The output is as follows:

read3 read value: 0

80731 write: 0

80731 write: 0

read1 read value: 0

80731 write: 1

read2 read value: 1

80731 write: 1

read3 read value: 1

80731 write: 2

read2 read value: 2

80731 write: 2

… …

summary

This paper implements the classic producer and consumer model through channel, and makes use of the characteristics of channel. However, it should be noted that when the speed of the consumer is lower than that of the producer, the channel may be congested, resulting in increased memory consumption. Therefore, in the actual scenario, the size of the channel buffer needs to be considered.

When the size of the channel is set, when the production data is greater than the capacity of the channel, the producer will block.

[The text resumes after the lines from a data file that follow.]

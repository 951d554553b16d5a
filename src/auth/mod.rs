use crate::state::AppState;
use axum::Router;

pub mod claims;
mod dto;
pub mod error;
pub mod extractors;
pub mod handlers;
pub mod jwt;
pub mod password;
mod repo;
pub mod repo_types;

/// Role required for catalog writes.
pub const ADMIN_ROLE: &str = "admin";

pub fn router() -> Router<AppState> {
    Router::new()
        .merge(handlers::auth_routes())
        .merge(handlers::me_routes())
}
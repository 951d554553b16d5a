use sqlx::SqlitePool;
use tracing::{debug, warn};

use crate::{
    auth::{error::AuthError, repo_types::User},
    db::is_unique_violation,
};

impl User {
    /// Find a user by username.
    pub async fn find_by_username(db: &SqlitePool, username: &str) -> Result<User, AuthError> {
        sqlx::query_as::<_, User>(
            r#"
            SELECT id, username, password_hash, role
            FROM users
            WHERE username = ?
            "#,
        )
        .bind(username)
        .fetch_optional(db)
        .await?
        .ok_or(AuthError::NotFound)
    }

    async fn username_taken(db: &SqlitePool, username: &str) -> Result<bool, AuthError> {
        let row: Option<(i64,)> = sqlx::query_as("SELECT id FROM users WHERE username = ?")
            .bind(username)
            .fetch_optional(db)
            .await?;
        Ok(row.is_some())
    }

    /// Insert a new user and return its id.
    ///
    /// The existence check only saves a round of work; the UNIQUE constraint on
    /// `username` decides races, and both paths report `Conflict`.
    pub async fn register(
        db: &SqlitePool,
        username: &str,
        password_hash: &str,
        role: &str,
    ) -> Result<i64, AuthError> {
        if Self::username_taken(db, username).await? {
            warn!(username = %username, "username already registered");
            return Err(AuthError::Conflict);
        }

        let inserted = sqlx::query(
            r#"
            INSERT INTO users (username, password_hash, role)
            VALUES (?, ?, ?)
            "#,
        )
        .bind(username)
        .bind(password_hash)
        .bind(role)
        .execute(db)
        .await;

        match inserted {
            Ok(done) => {
                let id = done.last_insert_rowid();
                debug!(user_id = id, username = %username, "user row inserted");
                Ok(id)
            }
            Err(e) if is_unique_violation(&e) => {
                warn!(username = %username, "username taken concurrently");
                Err(AuthError::Conflict)
            }
            Err(e) => Err(AuthError::Storage(e)),
        }
    }
}
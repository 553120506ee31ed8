//! Grade API endpoints.

use axum::extract::{Path, State};
use serde_json::Value;

use super::{created, success, ApiResult, Json};
use crate::errors::AppError;
use crate::models::{parse_partial, CreateGradeRequest, Grade, UpdateGradeRequest};
use crate::AppState;

/// GET /grades - List all grades.
pub async fn list_grades(State(state): State<AppState>) -> ApiResult<Vec<Grade>> {
    success(state.repo.list_grades().await?)
}

/// GET /grades/:id - Get a single grade.
pub async fn get_grade(State(state): State<AppState>, Path(id): Path<String>) -> ApiResult<Grade> {
    match state.repo.get_grade(&id).await? {
        Some(grade) => success(grade),
        None => Err(AppError::NotFound(format!("Grade {} not found", id))),
    }
}

/// GET /users/:id/grades - Grades of one user.
pub async fn list_user_grades(
    State(state): State<AppState>,
    Path(id): Path<String>,
) -> ApiResult<Vec<Grade>> {
    success(state.repo.grades_of(&id).await?)
}

/// POST /users/:id/grades - Record a grade for a user.
pub async fn add_user_grade(
    State(state): State<AppState>,
    Path(id): Path<String>,
    Json(request): Json<CreateGradeRequest>,
) -> ApiResult<Grade> {
    request.validate()?;
    created(state.repo.add_grade(&id, &request).await?)
}

/// PUT /users/:id/grades/:idGrade - Edit a grade. Falsy fields in the body are ignored.
pub async fn update_user_grade(
    State(state): State<AppState>,
    Path((id, grade_id)): Path<(String, String)>,
    Json(payload): Json<Value>,
) -> ApiResult<Grade> {
    let request: UpdateGradeRequest = parse_partial(payload)?;
    request.validate()?;
    success(state.repo.update_grade(&id, &grade_id, &request).await?)
}

/// DELETE /users/:id/grades/:idGrade - Delete a grade.
pub async fn delete_user_grade(
    State(state): State<AppState>,
    Path((id, grade_id)): Path<(String, String)>,
) -> ApiResult<Grade> {
    success(state.repo.delete_grade(&id, &grade_id).await?)
}
//! Operations shared by every personal record table (users, students, teachers):
//! CRUD for students and teachers, and subject attach/detach for all three.

use chrono::NaiveDate;
use sqlx::{sqlite::SqliteRow, Row};

use super::repository::{new_id, now, subject_from_row};
use super::Repository;
use crate::errors::AppError;
use crate::models::{AttachSubjectRequest, CreatePersonRequest, Person, Subject, UpdatePersonRequest};

/// Columns common to every personal record table.
pub(super) const PERSON_COLUMNS: &str =
    "id, fiscal_code, name, surname, date_of_birth, created_at, updated_at";

/// A table of personal records that owns a set of subject references.
#[derive(Debug, Clone, Copy, PartialEq, Eq)]
pub enum Roster {
    Users,
    Students,
    Teachers,
}

impl Roster {
    pub(super) fn table(self) -> &'static str {
        match self {
            Roster::Users => "users",
            Roster::Students => "students",
            Roster::Teachers => "teachers",
        }
    }

    pub(super) fn link_table(self) -> &'static str {
        match self {
            Roster::Users => "user_subjects",
            Roster::Students => "student_subjects",
            Roster::Teachers => "teacher_subjects",
        }
    }

    /// Human-readable record name used in error messages.
    pub fn label(self) -> &'static str {
        match self {
            Roster::Users => "User",
            Roster::Students => "Student",
            Roster::Teachers => "Teacher",
        }
    }

    pub fn not_found(self, id: &str) -> AppError {
        AppError::NotFound(format!("{} {} not found", self.label(), id))
    }
}

impl Repository {
    // ==================== STUDENT / TEACHER OPERATIONS ====================

    /// List all records of a roster with their subjects expanded.
    pub async fn list_people(&self, roster: Roster) -> Result<Vec<Person>, AppError> {
        let rows = sqlx::query(&format!(
            "SELECT {} FROM {} ORDER BY surname, name",
            PERSON_COLUMNS,
            roster.table()
        ))
        .fetch_all(&self.pool)
        .await?;

        let mut subjects = self.subjects_by_owner(roster.link_table(), None).await?;
        Ok(rows
            .iter()
            .map(|row| {
                let id: String = row.get("id");
                let owned = subjects.remove(&id).unwrap_or_default();
                person_from_row(row, owned)
            })
            .collect())
    }

    /// Get a record by ID with its subjects expanded.
    pub async fn get_person(&self, roster: Roster, id: &str) -> Result<Option<Person>, AppError> {
        let row = sqlx::query(&format!(
            "SELECT {} FROM {} WHERE id = ?",
            PERSON_COLUMNS,
            roster.table()
        ))
        .bind(id)
        .fetch_optional(&self.pool)
        .await?;

        let Some(row) = row else {
            return Ok(None);
        };
        let subjects = self.subjects_of(roster, id).await?;
        Ok(Some(person_from_row(&row, subjects)))
    }

    /// Create a student or teacher, linking the given subjects in the same transaction.
    pub async fn create_person(
        &self,
        roster: Roster,
        request: &CreatePersonRequest,
    ) -> Result<Person, AppError> {
        let id = new_id();
        let now = now();

        let mut tx = self.begin_write().await?;

        sqlx::query(&format!(
            "INSERT INTO {} ({}) VALUES (?, ?, ?, ?, ?, ?, ?)",
            roster.table(),
            PERSON_COLUMNS
        ))
        .bind(&id)
        .bind(&request.fiscal_code)
        .bind(&request.name)
        .bind(&request.surname)
        .bind(request.date_of_birth)
        .bind(&now)
        .bind(&now)
        .execute(&mut *tx)
        .await?;

        for subject_id in &request.subjects {
            sqlx::query(&format!(
                "INSERT OR IGNORE INTO {} (owner_id, subject_id) VALUES (?, ?)",
                roster.link_table()
            ))
            .bind(&id)
            .bind(subject_id)
            .execute(&mut *tx)
            .await?;
        }

        tx.commit().await?;

        tracing::info!("Created {} {}", roster.label().to_lowercase(), id);
        self.get_person(roster, &id)
            .await?
            .ok_or_else(|| roster.not_found(&id))
    }

    /// Merge the provided fields over a record in a single statement.
    pub async fn update_person(
        &self,
        roster: Roster,
        id: &str,
        request: &UpdatePersonRequest,
    ) -> Result<Person, AppError> {
        let result = sqlx::query(&format!(
            "UPDATE {} SET fiscal_code = COALESCE(?, fiscal_code), name = COALESCE(?, name), \
             surname = COALESCE(?, surname), date_of_birth = COALESCE(?, date_of_birth), \
             updated_at = ? WHERE id = ?",
            roster.table()
        ))
        .bind(&request.fiscal_code)
        .bind(&request.name)
        .bind(&request.surname)
        .bind(request.date_of_birth)
        .bind(now())
        .bind(id)
        .execute(&self.pool)
        .await?;

        if result.rows_affected() == 0 {
            return Err(roster.not_found(id));
        }

        self.get_person(roster, id)
            .await?
            .ok_or_else(|| roster.not_found(id))
    }

    /// Delete a record and return it as it was before removal.
    pub async fn delete_person(&self, roster: Roster, id: &str) -> Result<Person, AppError> {
        let existing = self
            .get_person(roster, id)
            .await?
            .ok_or_else(|| roster.not_found(id))?;

        let result = sqlx::query(&format!("DELETE FROM {} WHERE id = ?", roster.table()))
            .bind(id)
            .execute(&self.pool)
            .await?;

        // Lost a race with a concurrent delete
        if result.rows_affected() == 0 {
            return Err(roster.not_found(id));
        }

        tracing::info!("Deleted {} {}", roster.label().to_lowercase(), id);
        Ok(existing)
    }

    // ==================== SUBJECT LINKS ====================

    /// Subjects referenced by one record, ordered by name.
    pub async fn subjects_of(&self, roster: Roster, id: &str) -> Result<Vec<Subject>, AppError> {
        let mut grouped = self
            .subjects_by_owner(roster.link_table(), Some(id))
            .await?;
        Ok(grouped.remove(id).unwrap_or_default())
    }

    /// Subjects of a record that must exist.
    pub async fn owned_subjects(&self, roster: Roster, id: &str) -> Result<Vec<Subject>, AppError> {
        if !self.exists(roster.table(), id).await? {
            return Err(roster.not_found(id));
        }
        self.subjects_of(roster, id).await
    }

    /// Link a subject to a record, creating the subject first when `request.id`
    /// does not name an existing one. Both steps share one transaction and the
    /// link has set semantics.
    pub async fn attach_subject(
        &self,
        roster: Roster,
        owner_id: &str,
        request: &AttachSubjectRequest,
    ) -> Result<Subject, AppError> {
        let mut tx = self.begin_write().await?;

        let owner = sqlx::query(&format!("SELECT id FROM {} WHERE id = ?", roster.table()))
            .bind(owner_id)
            .fetch_optional(&mut *tx)
            .await?;
        if owner.is_none() {
            return Err(roster.not_found(owner_id));
        }

        let existing = match &request.id {
            Some(subject_id) => sqlx::query("SELECT id, name, hours FROM subjects WHERE id = ?")
                .bind(subject_id)
                .fetch_optional(&mut *tx)
                .await?
                .map(|row| subject_from_row(&row)),
            None => None,
        };

        let subject = match existing {
            Some(subject) => subject,
            None => {
                let create = request.to_create()?;
                let subject = Subject {
                    id: new_id(),
                    name: create.name,
                    hours: create.hours,
                };
                sqlx::query("INSERT INTO subjects (id, name, hours) VALUES (?, ?, ?)")
                    .bind(&subject.id)
                    .bind(&subject.name)
                    .bind(subject.hours)
                    .execute(&mut *tx)
                    .await?;
                tracing::info!("Created subject {} while attaching", subject.id);
                subject
            }
        };

        sqlx::query(&format!(
            "INSERT OR IGNORE INTO {} (owner_id, subject_id) VALUES (?, ?)",
            roster.link_table()
        ))
        .bind(owner_id)
        .bind(&subject.id)
        .execute(&mut *tx)
        .await?;

        tx.commit().await?;

        Ok(subject)
    }

    /// Remove a subject link. Detaching a subject that is not attached is not an error.
    pub async fn detach_subject(
        &self,
        roster: Roster,
        owner_id: &str,
        subject_id: &str,
    ) -> Result<Vec<Subject>, AppError> {
        if !self.exists(roster.table(), owner_id).await? {
            return Err(roster.not_found(owner_id));
        }

        sqlx::query(&format!(
            "DELETE FROM {} WHERE owner_id = ? AND subject_id = ?",
            roster.link_table()
        ))
        .bind(owner_id)
        .bind(subject_id)
        .execute(&self.pool)
        .await?;

        self.subjects_of(roster, owner_id).await
    }
}

pub(super) fn person_from_row(row: &SqliteRow, subjects: Vec<Subject>) -> Person {
    let date_of_birth: Option<NaiveDate> = row.get("date_of_birth");
    Person {
        id: row.get("id"),
        fiscal_code: row.get("fiscal_code"),
        name: row.get("name"),
        surname: row.get("surname"),
        date_of_birth,
        subjects,
        created_at: row.get("created_at"),
        updated_at: row.get("updated_at"),
    }
}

These problems need to be considered in the actual scenario.

One solution is to use a fixed array or slice as a ring buffer instead of a channel, synchronize through the sync package mechanism, and implement the producer consumer model, so as to avoid the blocking of the consumer end due to the full channel.

However, for ring buffer, old data may be overwritten, and specific usage scenarios need to be considered. The principle and implementation of ring buffer will be further analyzed when analyzing the use of sync package.

The above is my personal experience. I hope I can give you a reference, and I hope you can support developpaer. If you have any mistakes or don’t consider completely, please don’t hesitate to comment.